The observation that stimulation of a variety of endocrine and exocrine glands, synaptic tissue and certain other structures with appropriate agonists is associated with a breakdown of phosphatidylinositol (PI) and a synthesis of phosphatidic acid (accompanied by increased turnover) has long been known. Our laboratory recently showed that arachidonate released from PI breakdown forms prostaglandin (PG) E2 and the latter is involved in secretagogue-stimulated secretion from the exocrine pancreas. The data presented here are consistent with the view that there is a "pool" of enzymes in the ducts that is released by PGE2, whether added exogenously or generated by carbamylcholine-stimulated PI breakdown and that this release is probably brought about by relaxation of the ampulla of Vater and possibly effects on smooth muscle of the ducts. This hypothesis is supported by the following observations.
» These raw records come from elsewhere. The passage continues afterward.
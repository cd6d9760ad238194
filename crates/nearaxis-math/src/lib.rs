//! Numerical primitives for SCPN Near-Axis.

pub mod fourier;
pub mod periodic;
pub mod roots;
pub mod spline;
pub mod tridiag;
//! Bracketed scalar root finding (Brent's method).

use nearaxis_types::error::{NearAxisError, NearAxisResult};

#[derive(Debug, Clone, Copy)]
pub struct RootOptions {
    pub xtol: f64,
    pub max_iter: usize,
}

impl Default for RootOptions {
    fn default() -> Self {
        Self {
            xtol: 1e-13,
            max_iter: 100,
        }
    }
}

#[derive(Debug, Clone, Copy)]
pub struct Root {
    pub x: f64,
    pub residual: f64,
    pub iterations: usize,
}

/// Find a root of `f` in `[lower, upper]`.
///
/// `guess`, when given and inside the bracket, is evaluated first: an exact
/// zero returns immediately, otherwise it narrows the bracket to the half
/// with the sign change.
pub fn brent<F>(
    mut f: F,
    lower: f64,
    upper: f64,
    guess: Option<f64>,
    opts: RootOptions,
) -> NearAxisResult<Root>
where
    F: FnMut(f64) -> f64,
{
    let mut a = lower;
    let mut b = upper;
    let mut fa = f(a);
    let mut fb = f(b);
    if !fa.is_finite() || !fb.is_finite() {
        return Err(NearAxisError::RootFinding(format!(
            "Non-finite residual at bracket ends: f({a}) = {fa}, f({b}) = {fb}"
        )));
    }

    if let Some(x0) = guess.filter(|x0| *x0 > a && *x0 < b) {
        let f0 = f(x0);
        if f0 == 0.0 {
            return Ok(Root {
                x: x0,
                residual: 0.0,
                iterations: 0,
            });
        }
        if f0.is_finite() {
            if fa.signum() != f0.signum() {
                b = x0;
                fb = f0;
            } else {
                a = x0;
                fa = f0;
            }
        }
    }

    if fa == 0.0 {
        return Ok(Root {
            x: a,
            residual: 0.0,
            iterations: 0,
        });
    }
    if fb == 0.0 {
        return Ok(Root {
            x: b,
            residual: 0.0,
            iterations: 0,
        });
    }
    if fa.signum() == fb.signum() {
        return Err(NearAxisError::RootFinding(format!(
            "Root not bracketed in [{a}, {b}]: f = {fa}, {fb}"
        )));
    }

    let mut c = b;
    let mut fc = fb;
    let mut d = b - a;
    let mut e = d;

    for iter in 1..=opts.max_iter {
        if fb.signum() == fc.signum() {
            c = a;
            fc = fa;
            d = b - a;
            e = d;
        }
        if fc.abs() < fb.abs() {
            a = b;
            b = c;
            c = a;
            fa = fb;
            fb = fc;
            fc = fa;
        }

        let tol1 = 2.0 * f64::EPSILON * b.abs() + 0.5 * opts.xtol;
        let xm = 0.5 * (c - b);
        if xm.abs() <= tol1 || fb == 0.0 {
            return Ok(Root {
                x: b,
                residual: fb,
                iterations: iter,
            });
        }

        if e.abs() >= tol1 && fa.abs() > fb.abs() {
            // Inverse quadratic interpolation, secant when only two points
            let s = fb / fa;
            let (mut p, mut q) = if a == c {
                (2.0 * xm * s, 1.0 - s)
            } else {
                let qa = fa / fc;
                let r = fb / fc;
                (
                    s * (2.0 * xm * qa * (qa - r) - (b - a) * (r - 1.0)),
                    (qa - 1.0) * (r - 1.0) * (s - 1.0),
                )
            };
            if p > 0.0 {
                q = -q;
            }
            p = p.abs();
            let min1 = 3.0 * xm * q - (tol1 * q).abs();
            let min2 = (e * q).abs();
            if 2.0 * p < min1.min(min2) {
                e = d;
                d = p / q;
            } else {
                d = xm;
                e = d;
            }
        } else {
            d = xm;
            e = d;
        }

        a = b;
        fa = fb;
        b += if d.abs() > tol1 { d } else { tol1.copysign(xm) };
        fb = f(b);
        if !fb.is_finite() {
            return Err(NearAxisError::RootFinding(format!(
                "Non-finite residual f({b}) = {fb}"
            )));
        }
    }

    Err(NearAxisError::RootFinding(format!(
        "Brent iteration did not converge in {} steps (last x = {b}, f = {fb})",
        opts.max_iter
    )))
}
// ─────────────────────────────────────────────────────────────────────
// SCPN Near-Axis — Types
// © 1998–2026 Miroslav Šotek. All rights reserved.
// Contact: www.anulum.li | protoscience@anulum.li
// ORCID: https://orcid.org/0009-0009-3560-0851
// License: GNU AGPL v3 | Commercial licensing available
// ─────────────────────────────────────────────────────────────────────
pub mod config;
pub mod constants;
pub mod error;
pub mod state;
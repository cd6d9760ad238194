// ─────────────────────────────────────────────────────────────────────
// SCPN Near-Axis — Cubic Splines
// © 1998–2026 Miroslav Šotek. All rights reserved.
// Contact: www.anulum.li | protoscience@anulum.li
// ORCID: https://orcid.org/0009-0009-3560-0851
// License: GNU AGPL v3 | Commercial licensing available
// ─────────────────────────────────────────────────────────────────────
//! Interpolating cubic splines (degree 3, no smoothing).
//!
//! Each segment `i` stores `[y_i, b_i, c_i, d_i]` so that on
//! `[x_i, x_{i+1}]` with `t = x - x_i`:
//!
//!   S(x) = y_i + b_i t + c_i t² + d_i t³
//!
//! The second derivatives at the knots come from a cyclic tridiagonal
//! solve: the first knot is repeated one period later and S, S', S'' match
//! across the seam.

use crate::periodic::wrap;
use crate::tridiag::cyclic_thomas_solve;
use nearaxis_types::error::{NearAxisError, NearAxisResult};

/// Fewest knots a periodic spline is defined for.
pub const PERIODIC_MIN_POINTS: usize = 3;

#[derive(Debug, Clone, PartialEq)]
pub struct CubicSpline {
    knots: Vec<f64>,
    coeffs: Vec<[f64; 4]>,
}

fn check_samples(x: &[f64], y: &[f64], min_points: usize) -> NearAxisResult<()> {
    if x.len() != y.len() {
        return Err(NearAxisError::Interpolation(format!(
            "Spline abscissa and ordinate lengths differ: {} vs {}",
            x.len(),
            y.len()
        )));
    }
    if x.len() < min_points {
        return Err(NearAxisError::Interpolation(format!(
            "Spline needs at least {min_points} points, got {}",
            x.len()
        )));
    }
    if x.iter().chain(y).any(|v| !v.is_finite()) {
        return Err(NearAxisError::Interpolation(
            "Spline samples must be finite".to_string(),
        ));
    }
    if x.windows(2).any(|w| w[1] <= w[0]) {
        return Err(NearAxisError::Interpolation(
            "Spline knots must be strictly increasing".to_string(),
        ));
    }
    Ok(())
}

/// Segment coefficients from knot values and second derivatives.
fn segment_coeffs(h: f64, y0: f64, y1: f64, m0: f64, m1: f64) -> [f64; 4] {
    [
        y0,
        (y1 - y0) / h - h * (2.0 * m0 + m1) / 6.0,
        0.5 * m0,
        (m1 - m0) / (6.0 * h),
    ]
}

impl CubicSpline {
    /// Periodic interpolating spline over `[x_0, x_0 + period)`.
    ///
    /// The samples must not repeat the endpoint: `x_{n-1} < x_0 + period`.
    pub fn periodic(x: &[f64], y: &[f64], period: f64) -> NearAxisResult<Self> {
        check_samples(x, y, PERIODIC_MIN_POINTS)?;
        let n = x.len();
        if !(period.is_finite() && x[n - 1] < x[0] + period) {
            return Err(NearAxisError::Interpolation(format!(
                "Periodic spline knots must span less than one period ({period})"
            )));
        }

        let mut knots = x.to_vec();
        knots.push(x[0] + period);
        let h: Vec<f64> = knots.windows(2).map(|w| w[1] - w[0]).collect();
        let y_at = |i: usize| y[i % n];
        let slope: Vec<f64> = (0..n).map(|i| (y_at(i + 1) - y_at(i)) / h[i]).collect();

        let mut a = vec![0.0; n];
        let mut b = vec![0.0; n];
        let mut c = vec![0.0; n];
        let mut d = vec![0.0; n];
        for i in 0..n {
            let prev = (i + n - 1) % n;
            a[i] = h[prev];
            b[i] = 2.0 * (h[prev] + h[i]);
            c[i] = h[i];
            d[i] = 6.0 * (slope[i] - slope[prev]);
        }
        let m = cyclic_thomas_solve(&a, &b, &c, &d)?;

        let coeffs = (0..n)
            .map(|i| segment_coeffs(h[i], y_at(i), y_at(i + 1), m[i], m[(i + 1) % n]))
            .collect();
        Ok(CubicSpline { knots, coeffs })
    }

    /// Segment containing `x`; the end segments extend to ±∞.
    fn segment(&self, x: f64) -> usize {
        let upper = self.knots.partition_point(|&k| k <= x);
        upper.saturating_sub(1).min(self.coeffs.len() - 1)
    }

    pub fn eval(&self, x: f64) -> f64 {
        let i = self.segment(x);
        let [y, b, c, d] = self.coeffs[i];
        let t = x - self.knots[i];
        y + t * (b + t * (c + t * d))
    }
}

/// Periodic cubic spline that accepts any real argument.
///
/// The argument is reduced modulo the period before the spline is queried,
/// since the underlying spline only covers one period.
#[derive(Debug, Clone, PartialEq)]
pub struct PeriodicSpline {
    spline: CubicSpline,
    start: f64,
    period: f64,
}

impl PeriodicSpline {
    pub fn new(x: &[f64], y: &[f64], period: f64) -> NearAxisResult<Self> {
        let spline = CubicSpline::periodic(x, y, period)?;
        Ok(PeriodicSpline {
            spline,
            start: x[0],
            period,
        })
    }

    /// The identically zero function of the given period.
    pub fn zero(period: f64) -> Self {
        PeriodicSpline {
            spline: CubicSpline {
                knots: vec![0.0, period],
                coeffs: vec![[0.0; 4]],
            },
            start: 0.0,
            period,
        }
    }

    pub fn period(&self) -> f64 {
        self.period
    }

    fn reduce(&self, x: f64) -> f64 {
        self.start + wrap(x - self.start, self.period)
    }

    pub fn eval(&self, x: f64) -> f64 {
        self.spline.eval(self.reduce(x))
    }
}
Involvement of PGs (inhibition of carbamylcholine-stimulated secretion by indomethacin or phenylbutazone) can be demonstrated only in the intact mouse pancreas and not in sliced pancreas or acinar cells, even though PI breakdown can be demonstrated in the cells. The smooth muscle relaxants, nitroglycerin and sodium nitrite, increase amylase release. Secretin, which stimulates fluid secretion from the ducts (acini in mouse and rat) but not enzyme secretion from the acini, increases secretion to the same extent as PGE2. Secretin is believed to increase enzyme secretion by a "washout" effect in the ducts. PGE2 gave no further increase in enzyme secretion in the presence of secretin. The effects of none of these agents (smooth muscle relaxants, secretin or PGE2) are additive.